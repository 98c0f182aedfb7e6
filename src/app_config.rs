//! Application configuration loading for CLI defaults.

use std::env;
use std::fs;
use std::path::{Path, PathBuf};

use anyhow::{Context, Result, bail};

use topicmap_core::config::{
    MAX_CLUSTERS, MAX_FEATURES, MAX_PAGE_WAIT_SECS, MAX_RATE_LIMIT_MS, MAX_RETRIES, MIN_CLUSTERS,
    MIN_FEATURES, MIN_PAGE_WAIT_SECS,
};
use topicmap_core::{MAX_CONCURRENCY, MIN_CONCURRENCY};

/// `key = value` file configuration for pipeline defaults.
#[derive(Debug, Clone, Default, PartialEq, Eq)]
pub struct FileConfig {
    /// Root directory for raw, cleaned and log files.
    pub data_dir: Option<PathBuf>,
    /// Archive page listing the journal volumes.
    pub listing_url: Option<String>,
    /// Volumes crawled in parallel.
    pub concurrency: Option<u8>,
    /// Attempt budget for transient failures.
    pub max_retries: Option<u8>,
    /// Per-domain rate limit in milliseconds.
    pub rate_limit: Option<u64>,
    /// Bounded page wait in seconds.
    pub page_wait_secs: Option<u64>,
    /// Listing pages per volume; 0 is unlimited.
    pub max_pages: Option<u32>,
    pub n_clusters: Option<u8>,
    pub adaptive_clusters: Option<bool>,
    pub seed: Option<u64>,
    pub max_features: Option<u64>,
}

impl FileConfig {
    /// Validates config values against runtime and CLI constraints.
    pub fn validate(&self) -> Result<()> {
        if let Some(concurrency) = self.concurrency
            && !(MIN_CONCURRENCY..=MAX_CONCURRENCY).contains(&usize::from(concurrency))
        {
            bail!(
                "Invalid config value for `concurrency`: {concurrency}. Expected range: {MIN_CONCURRENCY}..={MAX_CONCURRENCY}"
            );
        }

        if let Some(max_retries) = self.max_retries
            && u32::from(max_retries) > MAX_RETRIES
        {
            bail!(
                "Invalid config value for `max_retries`: {max_retries}. Expected range: 0..={MAX_RETRIES}"
            );
        }

        if let Some(rate_limit) = self.rate_limit
            && rate_limit > MAX_RATE_LIMIT_MS
        {
            bail!(
                "Invalid config value for `rate_limit`: {rate_limit}. Expected range: 0..={MAX_RATE_LIMIT_MS}"
            );
        }

        if let Some(page_wait) = self.page_wait_secs
            && !(MIN_PAGE_WAIT_SECS..=MAX_PAGE_WAIT_SECS).contains(&page_wait)
        {
            bail!(
                "Invalid config value for `page_wait_secs`: {page_wait}. Expected range: {MIN_PAGE_WAIT_SECS}..={MAX_PAGE_WAIT_SECS}"
            );
        }

        if let Some(n_clusters) = self.n_clusters
            && !(MIN_CLUSTERS..=MAX_CLUSTERS).contains(&usize::from(n_clusters))
        {
            bail!(
                "Invalid config value for `n_clusters`: {n_clusters}. Expected range: {MIN_CLUSTERS}..={MAX_CLUSTERS}"
            );
        }

        if let Some(max_features) = self.max_features
            && !(MIN_FEATURES as u64..=MAX_FEATURES as u64).contains(&max_features)
        {
            bail!(
                "Invalid config value for `max_features`: {max_features}. Expected range: {MIN_FEATURES}..={MAX_FEATURES}"
            );
        }

        Ok(())
    }
}

/// Loaded config metadata.
#[derive(Debug, Clone)]
pub struct LoadedConfig {
    /// Resolved config path if a base directory is known.
    pub path: Option<PathBuf>,
    /// Parsed file config when a config file exists and was valid.
    pub config: Option<FileConfig>,
    /// Indicates whether configuration was loaded from disk.
    pub loaded_from_file: bool,
}

/// Resolves default config path.
///
/// Priority:
/// 1. `$XDG_CONFIG_HOME/topicmap/config.toml`
/// 2. `$HOME/.config/topicmap/config.toml`
#[must_use]
pub fn resolve_default_config_path() -> Option<PathBuf> {
    if let Some(xdg_config_home) = env_var_non_empty_os("XDG_CONFIG_HOME") {
        return Some(
            PathBuf::from(xdg_config_home)
                .join("topicmap")
                .join("config.toml"),
        );
    }

    let home = env_var_non_empty_os("HOME")?;
    Some(
        PathBuf::from(home)
            .join(".config")
            .join("topicmap")
            .join("config.toml"),
    )
}

fn env_var_non_empty_os(name: &str) -> Option<std::ffi::OsString> {
    let value = env::var_os(name)?;
    if value.is_empty() { None } else { Some(value) }
}

/// Loads config from `explicit` when given, else from the default path if
/// present. An explicit path that does not exist is an error.
pub fn load_file_config_from(explicit: Option<&Path>) -> Result<LoadedConfig> {
    if let Some(path) = explicit {
        if !path.exists() {
            bail!("Config file '{}' does not exist", path.display());
        }
        let config = load_file_config(path)?;
        return Ok(LoadedConfig {
            path: Some(path.to_path_buf()),
            config: Some(config),
            loaded_from_file: true,
        });
    }

    let path = resolve_default_config_path();
    let Some(path_ref) = path.as_deref() else {
        return Ok(LoadedConfig {
            path,
            config: None,
            loaded_from_file: false,
        });
    };

    if !path_ref.exists() {
        return Ok(LoadedConfig {
            path,
            config: None,
            loaded_from_file: false,
        });
    }

    let config = load_file_config(path_ref)?;
    Ok(LoadedConfig {
        path,
        config: Some(config),
        loaded_from_file: true,
    })
}

fn load_file_config(path: &Path) -> Result<FileConfig> {
    let raw = fs::read_to_string(path)
        .with_context(|| format!("Failed to read config file '{}'", path.display()))?;
    parse_config_str(&raw)
        .with_context(|| format!("Failed to parse config file '{}'", path.display()))
}

fn parse_config_str(raw: &str) -> Result<FileConfig> {
    let mut cfg = FileConfig::default();
    for (line_index, raw_line) in raw.lines().enumerate() {
        let line = strip_inline_comment(raw_line).trim();
        if line.is_empty() {
            continue;
        }

        let Some((raw_key, raw_value)) = line.split_once('=') else {
            bail!(
                "Invalid config syntax on line {}: expected key = value",
                line_index + 1
            );
        };

        let key = raw_key.trim();
        let value = raw_value.trim();
        let line_context = || format!("Invalid `{key}` value on line {}", line_index + 1);

        match key {
            "data_dir" => {
                cfg.data_dir = Some(PathBuf::from(
                    parse_string_literal(value).with_context(line_context)?,
                ));
            }
            "listing_url" => {
                cfg.listing_url = Some(parse_string_literal(value).with_context(line_context)?);
            }
            "concurrency" => {
                cfg.concurrency = Some(parse_integer_u8(value).with_context(line_context)?);
            }
            "max_retries" => {
                cfg.max_retries = Some(parse_integer_u8(value).with_context(line_context)?);
            }
            "rate_limit" => {
                cfg.rate_limit = Some(parse_integer_u64(value).with_context(line_context)?);
            }
            "page_wait_secs" => {
                cfg.page_wait_secs = Some(parse_integer_u64(value).with_context(line_context)?);
            }
            "max_pages" => {
                let parsed = parse_integer_u64(value).with_context(line_context)?;
                let pages = u32::try_from(parsed)
                    .map_err(|_| anyhow::anyhow!("max_pages out of range for u32"))?;
                cfg.max_pages = Some(pages);
            }
            "n_clusters" => {
                cfg.n_clusters = Some(parse_integer_u8(value).with_context(line_context)?);
            }
            "adaptive_clusters" => {
                cfg.adaptive_clusters = Some(parse_boolean(value).with_context(line_context)?);
            }
            "seed" => {
                cfg.seed = Some(parse_integer_u64(value).with_context(line_context)?);
            }
            "max_features" => {
                cfg.max_features = Some(parse_integer_u64(value).with_context(line_context)?);
            }
            unknown => {
                bail!(
                    "Unknown configuration key: '{}' on line {}",
                    unknown,
                    line_index + 1
                );
            }
        }
    }
    cfg.validate()?;
    Ok(cfg)
}

fn strip_inline_comment(line: &str) -> &str {
    let mut in_string = false;
    for (index, ch) in line.char_indices() {
        match ch {
            '"' => in_string = !in_string,
            '#' if !in_string => return &line[..index],
            _ => {}
        }
    }
    line
}

fn parse_string_literal(raw_value: &str) -> Result<String> {
    if raw_value.len() < 2 || !raw_value.starts_with('"') || !raw_value.ends_with('"') {
        bail!("Expected double-quoted string");
    }
    Ok(raw_value[1..raw_value.len() - 1].to_string())
}

fn parse_integer_u8(raw_value: &str) -> Result<u8> {
    let token = raw_value.trim();
    if token.is_empty() {
        bail!("Expected integer value");
    }
    let value = token.parse::<u16>()?;
    u8::try_from(value).map_err(|_| anyhow::anyhow!("Integer value out of range for u8"))
}

fn parse_integer_u64(raw_value: &str) -> Result<u64> {
    let token = raw_value.trim();
    if token.is_empty() {
        bail!("Expected integer value");
    }
    let value = token.parse::<i128>()?;
    if value < 0 {
        bail!("Expected non-negative integer");
    }
    u64::try_from(value).map_err(|_| anyhow::anyhow!("Integer value out of range for u64"))
}

fn parse_boolean(raw_value: &str) -> Result<bool> {
    match raw_value.trim() {
        "true" => Ok(true),
        "false" => Ok(false),
        _ => bail!("Expected 'true' or 'false'"),
    }
}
____________
Requirement –
Your answer is a single number: how many lines in the listing above hold "configuration"?

Problem solution –
4